● Exercise input:
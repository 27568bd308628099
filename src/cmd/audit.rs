//! Consistency reports: `quill audit`.

use anyhow::{Context, Result};
use console::style;
use std::path::Path;

use quill::audit::AuditLogger;
use quill::consistency::{AuditReport, Severity};
use quill::ui::icons::{CHECK, WARN};
use quill::work::{ItemStatus, WorkId};

use super::super::Cli;
use super::services::{Services, open_project};

pub async fn cmd_audit(project_dir: &Path, cli: &Cli, work_id: &str, run: bool) -> Result<()> {
    let project = open_project(project_dir, cli)?;
    let config = &project.config;
    let logger = AuditLogger::new(&config.audit_dir);
    let work_id = WorkId::new(work_id);

    if !run {
        match logger.latest_report(&work_id)? {
            Some(report) => print_report(&report),
            None => println!(
                "No audit reports for '{}' yet. Run `quill audit --work {} --run`.",
                work_id, work_id
            ),
        }
        return Ok(());
    }

    let services = Services::open(config);
    let work = services.works.load(&work_id)?;
    let through = match work
        .items
        .iter()
        .filter(|i| i.status == ItemStatus::Accepted)
        .map(|i| i.sequence)
        .max()
    {
        Some(sequence) => sequence,
        None => services
            .memory
            .latest_chapter(&work.id)
            .await
            .context("Failed to read memory")?
            .ok_or_else(|| anyhow::anyhow!("Work '{}' has no accepted chapters to audit", work.id))?,
    };

    let report = services
        .auditor
        .audit(&work.id, through)
        .await
        .context("Consistency audit failed")?;
    let path = logger.save_report(&report)?;
    print_report(&report);
    println!("{}", style(format!("Saved to {}", path.display())).dim());
    Ok(())
}

fn print_report(report: &AuditReport) {
    println!();
    println!(
        "Audit of '{}' through chapter {} ({})",
        report.work_id,
        report.through_chapter,
        report.generated_at.format("%Y-%m-%d %H:%M")
    );
    println!();

    if report.is_clean() {
        println!("{}No inconsistencies or stale threads found.", CHECK);
    }

    if !report.inconsistencies.is_empty() {
        println!("{}", style("Inconsistencies").bold());
        for issue in &report.inconsistencies {
            let severity = match issue.severity {
                Severity::Critical => style(issue.severity.to_string()).red().bold(),
                Severity::Major => style(issue.severity.to_string()).red(),
                Severity::Minor => style(issue.severity.to_string()).yellow(),
            };
            let chapters = issue
                .chapters
                .iter()
                .map(|c| c.to_string())
                .collect::<Vec<_>>()
                .join(" vs ");
            let subject = issue
                .subject
                .as_deref()
                .map(|s| format!(" {s}"))
                .unwrap_or_default();
            println!(
                "  [{}] {}{} (chapters {}): {}",
                severity, issue.kind, subject, chapters, issue.explanation
            );
        }
        println!();
    }

    if !report.stale_threads.is_empty() {
        println!("{}", style("Stale plot threads").bold());
        for thread in &report.stale_threads {
            println!(
                "  {}chapter {} ({} chapters open, {}): {}",
                WARN, thread.chapter, thread.age, thread.importance, thread.description
            );
        }
        println!();
    }

    println!(
        "{}",
        style(format!(
            "{} pairs compared, {} skipped",
            report.pairs_compared, report.pairs_skipped
        ))
        .dim()
    );
}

● How to complete this task:
Show all lines in the entries above where the word "issue" appears.

● Output of the exercise:
        for issue in &report.inconsistencies {
            let severity = match issue.severity {
                Severity::Critical => style(issue.severity.to_string()).red().bold(),
                Severity::Major => style(issue.severity.to_string()).red(),
                Severity::Minor => style(issue.severity.to_string()).yellow(),
            let chapters = issue
            let subject = issue
                severity, issue.kind, subject, chapters, issue.explanation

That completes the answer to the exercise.